For each flat parse list, including embedded parse lists defined by rule references, a new anonymous ECMA scope is created that is a direct child of the global scope object. The ECMA scope chains thus always have the global scope (the scope of the whole parse) as top-level object, and the scope belonging to the parse list as successor.

Access to variables in tag executions are resolved with the scope chain according to the ECMA script rules. (Cf. to ES 10.1.4)

The variables object according to ECMA-262 is the scope object created for this rule. This means that local variables that are defined in tags belonging to a rule reference are created in the scope object that was created for this rule. Confer below for global variable handling.

Before the first tag is executed, the environment of a new scope is set up in the following way:

When execution of the referenced rule is finished, the scope object of this rule is removed from the scope chain and the scope belonging to the embedding parse list is updated in the following way:

When any of these variables already existed, they are overwritten.
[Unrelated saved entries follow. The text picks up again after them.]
#[tokio::test]
async fn test_youtube_reference_becomes_ready_with_all_artifacts() {
    let images = common::serve(Router::new().route("/maxres.jpg", get(|| async { "thumbnail bytes" }))).await;
    let harness = HarnessBuilder::new()
        .youtube(full_video(format!("{}/maxres.jpg", images)))
        .build();
    let (owner_id, pair) = harness.owner().await;

    let (intake, mut rx) = dispatcher::channel(1, harness.datastore.clone(), harness.temp_root(), Vec::new());
    intake
        .accept_youtube(YoutubeReferencedPayload {
            asset_id: Uuid::new_v4(),
            owner_id,
            kind: RecordKind::Asset,
            reference: "https://youtu.be/dQw4w9WgXcQ".to_string(),
            owner: None,
        })
        .await
        .unwrap();
    let job = rx.recv().await.unwrap();
    let names = job.meta.names.clone();

    let asset = match harness.pipeline.process(job, &CancellationToken::new()).await {
        JobOutcome::Ready(asset) => asset,
        other => panic!("expected ready, got {:?}", other),
    };

    assert_eq!(asset.original_key.as_deref(), Some(names.original_key.as_str()));
    assert_eq!(asset.preview_key.as_deref(), Some(names.preview_key.as_str()));
    assert_eq!(asset.thumbnail_cid, Some(cid_of(b"thumbnail bytes")));
    assert_eq!(harness.storage.get(&names.thumbnail_key).unwrap(), b"thumbnail bytes");
    assert!(asset.original_cid.is_some());
    assert!(asset.preview_cid.is_some());
    assert_eq!(asset.encrypted_key.as_deref(), Some(names.encrypted_key.as_str()));
    assert!(asset.encrypted_cid.is_some());
    assert!(harness.storage.contains(&names.encrypted_key));

    // Original and preview each mux the chosen video track with the audio track
    let muxes: Vec<Vec<String>> = harness
        .tools
        .calls()
        .into_iter()
        .filter(|(program, args)| program == "ffmpeg" && args.iter().any(|a| a == "+faststart"))
        .map(|(_, args)| args)
        .collect();
    assert_eq!(muxes.len(), 2);
    assert!(muxes.iter().any(|args| args.contains(&"https://video.test/137".to_string())));
    assert!(muxes.iter().any(|args| args.contains(&"https://video.test/135".to_string())));
    assert!(muxes.iter().all(|args| args.contains(&"https://video.test/140".to_string())));

    let key_id = KeyId::from_hex(asset.drm_key_id.as_deref().unwrap()).unwrap();
    let wrapped = WrappedKey::from_hex(asset.drm_key.as_deref().unwrap()).unwrap();
    assert_eq!(Some(pair.unwrap_key(&wrapped, &key_id).unwrap().to_hex()), asset.encryption_key);
    assert_eq!(
        harness.status_history(asset.id).await,
        vec![AssetStatus::Processing, AssetStatus::Ready]
    );
}
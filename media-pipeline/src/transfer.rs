//! Streaming transfer engine
//!
//! One inbound byte stream is written to object storage and to a local temp
//! file at the same time. The storage upload drives the read; every chunk it
//! reads is copied into an in-process pipe that a second branch drains into
//! the local file. Neither side buffers the whole payload.
// Copyright 2025 Francisco F. Pinochet
//
// Licensed under the Apache License, Version 2.0 (the "License");
// you may not use this file except in compliance with the License.
// You may obtain a copy of the License at
//
//     http://www.apache.org/licenses/LICENSE-2.0
//
// Unless required by applicable law or agreed to in writing, software
// distributed under the License is distributed on an "AS IS" BASIS,
// WITHOUT WARRANTIES OR CONDITIONS OF ANY KIND, either express or implied.
// See the License for the specific language governing permissions and
// limitations under the License.


use mediavault_types::Cid;
use std::io;
use std::path::Path;
use std::pin::Pin;
use std::task::{ready, Context, Poll};
use tokio::io::{AsyncRead, AsyncWrite, AsyncWriteExt, DuplexStream, ReadBuf};
use tracing::{debug, warn};

use crate::error::TransferError;
use crate::storage::{ObjectReader, ObjectStorage};

/// Capacity of the pipe between the two branches
const PIPE_CAPACITY: usize = 256 * 1024;

/// Reader that copies everything it yields into a pipe.
///
/// If the pipe's reading end goes away the copy stops and reading continues
/// undisturbed.
struct TeeReader {
    inner: ObjectReader,
    pipe: Option<DuplexStream>,
    pending: Vec<u8>,
    written: usize,
}

impl TeeReader {
    fn new(inner: ObjectReader, pipe: DuplexStream) -> Self {
        Self {
            inner,
            pipe: Some(pipe),
            pending: Vec::new(),
            written: 0,
        }
    }

    /// Push buffered bytes into the pipe
    fn poll_drain_pending(&mut self, cx: &mut Context<'_>) -> Poll<()> {
        while let Some(pipe) = self.pipe.as_mut() {
            if self.written >= self.pending.len() {
                break;
            }
            match Pin::new(pipe).poll_write(cx, &self.pending[self.written..]) {
                Poll::Ready(Ok(n)) if n > 0 => self.written += n,
                Poll::Ready(_) => {
                    // Local branch is gone
                    self.pipe = None;
                }
                Poll::Pending => return Poll::Pending,
            }
        }
        self.pending.clear();
        self.written = 0;
        Poll::Ready(())
    }
}

impl AsyncRead for TeeReader {
    fn poll_read(
        self: Pin<&mut Self>,
        cx: &mut Context<'_>,
        buf: &mut ReadBuf<'_>,
    ) -> Poll<io::Result<()>> {
        let this = self.get_mut();

        // The pipe provides backpressure: no new reads until it has taken
        // everything read so far
        ready!(this.poll_drain_pending(cx));

        let before = buf.filled().len();
        ready!(this.inner.as_mut().poll_read(cx, buf))?;
        let fresh = &buf.filled()[before..];

        if fresh.is_empty() {
            if let Some(pipe) = this.pipe.as_mut() {
                ready!(Pin::new(pipe).poll_shutdown(cx)).ok();
                this.pipe = None;
            }
            return Poll::Ready(Ok(()));
        }

        if this.pipe.is_some() {
            this.pending.extend_from_slice(fresh);
            // Whatever does not fit now is flushed on the next read
            let _ = this.poll_drain_pending(cx);
        }

        Poll::Ready(Ok(()))
    }
}

async fn drain_to_file(mut pipe: DuplexStream, local_path: &Path) -> io::Result<u64> {
    if let Some(parent) = local_path.parent() {
        tokio::fs::create_dir_all(parent).await?;
    }
    let mut file = tokio::fs::File::create(local_path).await?;
    let copied = tokio::io::copy(&mut pipe, &mut file).await?;
    file.flush().await?;
    file.sync_all().await?;
    Ok(copied)
}

/// Copy `source` to `remote_key` and `local_path` concurrently.
///
/// Both branches always run to completion before this returns. The result is
/// the stored object's CID only if both succeeded; otherwise the error carries
/// whichever branches failed.
pub async fn transfer(
    storage: &dyn ObjectStorage,
    source: ObjectReader,
    remote_key: &str,
    local_path: &Path,
) -> Result<Cid, TransferError> {
    let (writer, reader) = tokio::io::duplex(PIPE_CAPACITY);
    let tee = TeeReader::new(source, writer);

    let (remote, local) = tokio::join!(
        storage.push_path(remote_key, Box::pin(tee)),
        drain_to_file(reader, local_path),
    );

    match (remote, local) {
        (Ok(cid), Ok(bytes)) => {
            debug!(remote_key, local = %local_path.display(), bytes, cid = %cid, "Transfer complete");
            Ok(cid)
        }
        (remote, local) => {
            let error = TransferError {
                remote: remote.err(),
                local: local.err(),
            };
            warn!(remote_key, local = %local_path.display(), error = %error, "Transfer failed");
            Err(error)
        }
    }
}
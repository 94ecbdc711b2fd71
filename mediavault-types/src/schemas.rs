//! Event payload schemas
// Copyright 2025 Francisco F. Pinochet
//
// Licensed under the Apache License, Version 2.0 (the "License");
// you may not use this file except in compliance with the License.
// You may obtain a copy of the License at
//
//     http://www.apache.org/licenses/LICENSE-2.0
//
// Unless required by applicable law or agreed to in writing, software
// distributed under the License is distributed on an "AS IS" BASIS,
// WITHOUT WARRANTIES OR CONDITIONS OF ANY KIND, either express or implied.
// See the License for the specific language governing permissions and
// limitations under the License.


use chrono::{DateTime, Utc};
use serde::{Deserialize, Serialize};
use uuid::Uuid;

use crate::asset::{Account, Cid, RecordKind};

// ============================================================================
// Intake Event Payloads
// ============================================================================

/// Owner account as known to the marketplace when the request was made
#[derive(Debug, Clone, PartialEq, Serialize, Deserialize)]
pub struct OwnerProfile {
    /// Wallet address
    pub address: String,
    /// Hex encoded X25519 public key
    pub public_key: String,
    pub created_at: DateTime<Utc>,
}

impl OwnerProfile {
    pub fn into_account(self, id: Uuid) -> Account {
        Account {
            id,
            address: self.address,
            public_key: self.public_key,
            created_at: self.created_at,
        }
    }
}

/// Payload for `media.uploaded` event
#[derive(Debug, Clone, Serialize, Deserialize)]
pub struct MediaUploadedPayload {
    pub asset_id: Uuid,
    pub owner_id: Uuid,
    #[serde(default)]
    pub kind: RecordKind,
    /// Where the staged upload can be read from: a local path, an
    /// `s3://bucket/key` location or an http(s) URL
    pub file_path: String,
    pub original_name: String,
    pub content_type: String,
    #[serde(default)]
    pub file_size: u64,
    /// Recorded as the owner's account when present
    #[serde(default, skip_serializing_if = "Option::is_none")]
    pub owner: Option<OwnerProfile>,
}

/// Payload for `youtube.referenced` event
#[derive(Debug, Clone, Serialize, Deserialize)]
pub struct YoutubeReferencedPayload {
    pub asset_id: Uuid,
    pub owner_id: Uuid,
    #[serde(default)]
    pub kind: RecordKind,
    /// Video id or watch URL
    pub reference: String,
    #[serde(default, skip_serializing_if = "Option::is_none")]
    pub owner: Option<OwnerProfile>,
}

// ============================================================================
// Transcoder Event Payloads
// ============================================================================

/// Payload for `transcoder.job_completed` event
#[derive(Debug, Clone, Serialize, Deserialize)]
pub struct TranscodeJobCompletedPayload {
    pub job_name: String,
    pub state: String,
    #[serde(default)]
    pub failure_reason: Option<String>,
}

// ============================================================================
// Outcome Event Payloads
// ============================================================================

/// Payload for `asset.ready` event
#[derive(Debug, Clone, Serialize, Deserialize)]
pub struct AssetReadyPayload {
    pub asset_id: Uuid,
    pub original_cid: Option<Cid>,
    pub preview_cid: Option<Cid>,
    pub thumbnail_cid: Option<Cid>,
    pub encrypted_cid: Option<Cid>,
    pub drm_key_id: Option<String>,
}

/// Payload for `asset.failed` event
#[derive(Debug, Clone, Serialize, Deserialize)]
pub struct AssetFailedPayload {
    pub asset_id: Uuid,
    /// Pipeline step that failed
    pub stage: String,
    pub error: String,
}
//! Mediavault Types
//!
//! Shared type definitions for asset records, the asset status state machine,
//! events and payload schemas used across the mediavault services.

pub mod asset;
pub mod events;
pub mod schemas;
pub mod error;

pub use asset::*;
pub use events::*;
pub use schemas::*;
pub use error::*;
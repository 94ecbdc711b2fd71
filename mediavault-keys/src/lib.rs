//! DRM key management for Mediavault
//!
//! Generates per-asset content keys, derives key identifiers, wraps content
//! keys for a recipient's X25519 public key and renders the DRM descriptor
//! consumed by the packaging tool.
// Copyright 2025 Francisco F. Pinochet
//
// Licensed under the Apache License, Version 2.0 (the "License");
// you may not use this file except in compliance with the License.
// You may obtain a copy of the License at
//
//     http://www.apache.org/licenses/LICENSE-2.0
//
// Unless required by applicable law or agreed to in writing, software
// distributed under the License is distributed on an "AS IS" BASIS,
// WITHOUT WARRANTIES OR CONDITIONS OF ANY KIND, either express or implied.
// See the License for the specific language governing permissions and
// limitations under the License.


pub mod descriptor;
pub mod drm;
pub mod error;
pub mod key_types;
pub mod wrap;

pub use descriptor::render_cenc_descriptor;
pub use drm::{derive_key_id, generate_drm_metadata, OwnerIdentity};
pub use error::{KeyError, KeyResult};
pub use key_types::{ContentKey, DrmMetadata, Iv, KeyId, WrappedKey};
pub use wrap::{wrap_content_key, RecipientKeyPair};
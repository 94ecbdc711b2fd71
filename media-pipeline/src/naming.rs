//! Deterministic naming of local temp paths and remote keys for one upload

use mediavault_types::ContentCategory;
use std::path::{Path, PathBuf};
use uuid::Uuid;

/// Where every artifact of one upload lives, locally and remotely
#[derive(Debug, Clone, PartialEq, Eq)]
pub struct ArtifactNames {
    /// Random per-upload folder, shared by all remote keys
    pub folder: String,
    pub extension: String,
    pub category: ContentCategory,

    pub work_dir: PathBuf,
    pub original_path: PathBuf,
    pub preview_path: PathBuf,
    pub thumbnail_path: PathBuf,
    pub encrypted_path: PathBuf,

    pub original_key: String,
    pub preview_key: String,
    pub thumbnail_key: String,
    pub encrypted_key: String,
}

impl ArtifactNames {
    /// Derive all names for an upload. Draws one random folder id; does no I/O.
    pub fn derive(temp_root: &Path, original_name: &str, content_type: &str, owner_id: Uuid) -> Self {
        Self::with_folder(
            temp_root,
            Uuid::new_v4().simple().to_string(),
            original_name,
            content_type,
            owner_id,
        )
    }

    pub fn with_folder(
        temp_root: &Path,
        folder: String,
        original_name: &str,
        content_type: &str,
        owner_id: Uuid,
    ) -> Self {
        let category = ContentCategory::from_content_type(content_type);
        let extension = extension_for(original_name, content_type);
        let work_dir = temp_root.join(owner_id.simple().to_string()).join(&folder);

        let encrypted_name = match category {
            ContentCategory::Video | ContentCategory::Audio => "encrypted.mpd".to_string(),
            ContentCategory::File => format!("encrypted{}", extension),
        };
        let original_name = format!("original{}", extension);

        Self {
            original_path: work_dir.join(&original_name),
            preview_path: work_dir.join("preview.mp4"),
            thumbnail_path: work_dir.join("thumbnail.jpg"),
            encrypted_path: work_dir.join(&encrypted_name),
            original_key: remote_key(&folder, &original_name),
            preview_key: remote_key(&folder, "preview.mp4"),
            thumbnail_key: remote_key(&folder, "thumbnail.jpg"),
            encrypted_key: remote_key(&folder, &encrypted_name),
            folder,
            extension,
            category,
            work_dir,
        }
    }

    /// Key of a further artifact (DASH init segments and the like) in this folder
    pub fn key_for(&self, file_name: &str) -> String {
        remote_key(&self.folder, file_name)
    }
}

pub fn remote_key(folder: &str, artifact: &str) -> String {
    format!("{}/{}", folder, artifact)
}

/// File extension, with leading dot, from the original name or else the
/// content type. Empty when neither gives one.
pub fn extension_for(original_name: &str, content_type: &str) -> String {
    let from_name = Path::new(original_name)
        .extension()
        .and_then(|ext| ext.to_str())
        .filter(|ext| !ext.is_empty() && ext.len() <= 8 && ext.chars().all(|c| c.is_ascii_alphanumeric()))
        .map(|ext| format!(".{}", ext.to_ascii_lowercase()));

    from_name.unwrap_or_else(|| {
        let ext = match content_type.trim().to_ascii_lowercase().as_str() {
            "video/mp4" => ".mp4",
            "video/quicktime" => ".mov",
            "video/webm" => ".webm",
            "audio/mpeg" => ".mp3",
            "audio/mp4" => ".m4a",
            "audio/wav" | "audio/x-wav" => ".wav",
            "audio/flac" => ".flac",
            "image/png" => ".png",
            "image/jpeg" => ".jpg",
            "image/gif" => ".gif",
            "image/webp" => ".webp",
            "application/pdf" => ".pdf",
            "application/zip" => ".zip",
            _ => "",
        };
        ext.to_string()
    })
}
All these variables are read-only.

Note: Whether or not the $, $rulename and $rulename$.text variables are enumerated when enumerating the scope object is not defined by this specification and may vary over implementations. Authors are discouraged to use enumeration of the scope object.

Visibility

The consequences of these scoping rules are:

Global Variables

Since the global scope is read only, assignments to global variables are not allowed in SI Tags in rules. They are only possible in the global SI Tags in the grammar header (see 4.3.)

Examples

The following rule contains two GRRs to the same rule ($city).

$fromto = from $city {fromcity=$city.name} to $city {tocity=$city$.text};

To determine which of the GRR instances the tags refer to, we can build the flat parse for $fromto, which is always of the form:

$fromto: from, $city(1), {$.fromcity=$city.name}, to, $city(2), {$.tocity=$city$.text}

From this it follows that $city.name in the first tag refers to the first GRR $city in the rule, and that the reference to $city$.text in the second tag is to the second GRR named $city.

In the following rule, the flat parse is depending on whether the input matches the optional GRR $b:

$a = $b [$b] {$.x=$b.x};

The two possible flat parses are:

$a: $b(1), {$.x=$b.x}
$a: $b(1), $b(2), {$.x=$b.x}

The reference $b.x in the tag will thus refer to either the first or the last $b in the rule, depending on whether the optional rule $b was matched in the input.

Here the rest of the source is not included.